Without deliberate, intentional effort, we usually grow up to express love the way we’ve experienced it.
Are you doing anything in your relationships that are reminiscent of your parents? Multiple studies show those who experienced neglect as children are 2.6 times more likely to neglect their own children and twice as likely to be physically abusive when they become adults. Without their basic and/or emotional needs met, children flail and their self-esteem, impulse control, social skills, academic performance, and mood stability suffer. They are much more prone to substance abuse. It is difficult and maybe impossible to give something if you’ve never experienced it.
You have to feel the pain so you can appreciate the joys.

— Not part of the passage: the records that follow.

//! Fixed-size inputs of the security toolbox: keys, nonces and MICs.
//!
//! Lengths are checked once, when a value is constructed from an untyped
//! buffer; every function taking these types can assume the size is right.

use std::fmt;
use std::str::FromStr;

use serde::{Deserialize, Serialize};
use subtle::ConstantTimeEq;
use zeroize::Zeroize;

use crate::error::{SecurityError, SecurityResult};
use crate::{KEY_SIZE, NONCE_SIZE};

/// A 128-bit key (Network Key, Application Key, Device Key or any derived
/// key). Zeroized on drop.
#[derive(Clone)]
pub struct Key128 {
    bytes: [u8; KEY_SIZE],
}

impl Key128 {
    pub fn from_bytes(bytes: [u8; KEY_SIZE]) -> Self {
        Self { bytes }
    }

    /// The all-zero key used by the salt function `s1`.
    pub fn zero() -> Self {
        Self::from_bytes([0u8; KEY_SIZE])
    }

    pub fn as_bytes(&self) -> &[u8; KEY_SIZE] {
        &self.bytes
    }
}

impl TryFrom<&[u8]> for Key128 {
    type Error = SecurityError;

    fn try_from(bytes: &[u8]) -> SecurityResult<Self> {
        let bytes: [u8; KEY_SIZE] = bytes
            .try_into()
            .map_err(|_| SecurityError::length("key", "16", bytes.len()))?;
        Ok(Self::from_bytes(bytes))
    }
}

impl PartialEq for Key128 {
    fn eq(&self, other: &Self) -> bool {
        self.bytes.ct_eq(&other.bytes).into()
    }
}

impl Eq for Key128 {}

impl Drop for Key128 {
    fn drop(&mut self) {
        self.bytes.zeroize();
    }
}

impl fmt::Debug for Key128 {
    fn fmt(&self, f: &mut fmt::Formatter<'_>) -> fmt::Result {
        f.debug_struct("Key128")
            .field("bytes", &"[REDACTED]")
            .finish()
    }
}

/// A 104-bit CCM nonce.
///
/// A nonce must never be reused under the same key: doing so leaks the XOR
/// of the two plaintexts and lets an attacker forge MICs. Nothing here can
/// detect reuse; uniqueness comes from the sequence number and IV Index the
/// caller puts into the nonce.
#[derive(Debug, Clone, Copy, PartialEq, Eq, Hash)]
pub struct Nonce {
    bytes: [u8; NONCE_SIZE],
}

impl Nonce {
    pub fn from_bytes(bytes: [u8; NONCE_SIZE]) -> Self {
        Self { bytes }
    }

    pub fn as_bytes(&self) -> &[u8; NONCE_SIZE] {
        &self.bytes
    }
}

impl TryFrom<&[u8]> for Nonce {
    type Error = SecurityError;

    fn try_from(bytes: &[u8]) -> SecurityResult<Self> {
        let bytes: [u8; NONCE_SIZE] = bytes
            .try_into()
            .map_err(|_| SecurityError::length("nonce", "13", bytes.len()))?;
        Ok(Self::from_bytes(bytes))
    }
}

/// Size of the Message Integrity Check appended to a CCM ciphertext.
///
/// Network PDUs use 32 bits for access messages and 64 bits for control
/// messages; the upper transport layer uses 64 bits only for segmented
/// access messages sent with high security.
#[derive(Debug, Clone, Copy, PartialEq, Eq, Hash, Default, Serialize, Deserialize)]
#[serde(rename_all = "kebab-case")]
pub enum MicSize {
    #[default]
    Mic32,
    Mic64,
}

impl MicSize {
    /// MIC length in bytes.
    pub const fn len(self) -> usize {
        match self {
            Self::Mic32 => 4,
            Self::Mic64 => 8,
        }
    }

    pub fn from_bytes(len: usize) -> SecurityResult<Self> {
        match len {
            4 => Ok(Self::Mic32),
            8 => Ok(Self::Mic64),
            other => Err(SecurityError::length("MIC", "4 or 8", other)),
        }
    }
}

impl FromStr for MicSize {
    type Err = SecurityError;

    fn from_str(s: &str) -> SecurityResult<Self> {
        match s {
            "mic32" | "32" => Ok(Self::Mic32),
            "mic64" | "64" => Ok(Self::Mic64),
            _ => Err(SecurityError::InvalidInput(
                "MIC size must be one of: mic32, mic64",
            )),
        }
    }
}

impl fmt::Display for MicSize {
    fn fmt(&self, f: &mut fmt::Formatter<'_>) -> fmt::Result {
        match self {
            Self::Mic32 => f.write_str("mic32"),
            Self::Mic64 => f.write_str("mic64"),
        }
    }
}

/// A Message Integrity Check: the CCM authentication value truncated to
/// 4 or 8 bytes. Equality is constant-time.
#[derive(Clone, Copy)]
pub struct Mic {
    bytes: [u8; 8],
    size: MicSize,
}

impl Mic {
    /// Truncate a full 128-bit authentication value.
    pub(crate) fn truncate(tag: &[u8; 16], size: MicSize) -> Self {
        let mut bytes = [0u8; 8];
        bytes[..size.len()].copy_from_slice(&tag[..size.len()]);
        Self { bytes, size }
    }

    pub fn size(&self) -> MicSize {
        self.size
    }

    pub fn as_bytes(&self) -> &[u8] {
        &self.bytes[..self.size.len()]
    }
}

impl TryFrom<&[u8]> for Mic {
    type Error = SecurityError;

    fn try_from(bytes: &[u8]) -> SecurityResult<Self> {
        let size = MicSize::from_bytes(bytes.len())?;
        let mut buf = [0u8; 8];
        buf[..bytes.len()].copy_from_slice(bytes);
        Ok(Self { bytes: buf, size })
    }
}

impl PartialEq for Mic {
    fn eq(&self, other: &Self) -> bool {
        self.as_bytes().ct_eq(other.as_bytes()).into()
    }
}

impl Eq for Mic {}

impl fmt::Debug for Mic {
    fn fmt(&self, f: &mut fmt::Formatter<'_>) -> fmt::Result {
        write!(f, "Mic(")?;
        for byte in self.as_bytes() {
            write!(f, "{byte:02x}")?;
        }
        write!(f, ")")
    }
}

So if we’re all products of our childhood, how do we cultivate our relationships to experience love the way we want–rather than shadows of our parents’ expressions. The solution starts with self-awareness. We have all experienced situations when we know we’re not feeling good. Something is bothering us, but we haven’t figured out exactly what the problem is. Self-awareness and emotion identification, skills that lead to emotional regulation, are not inherited skills. Children need their parents to help identify emotions and model appropriate ways to handle them–co-regulation. Because if we just escape from the bad feelings (i.e., with alcohol, excessive shopping, etc.) without identifying them, we’re giving up essential knowledge about ourselves–a user’s manual of what makes you happy and satisfied–your love manual.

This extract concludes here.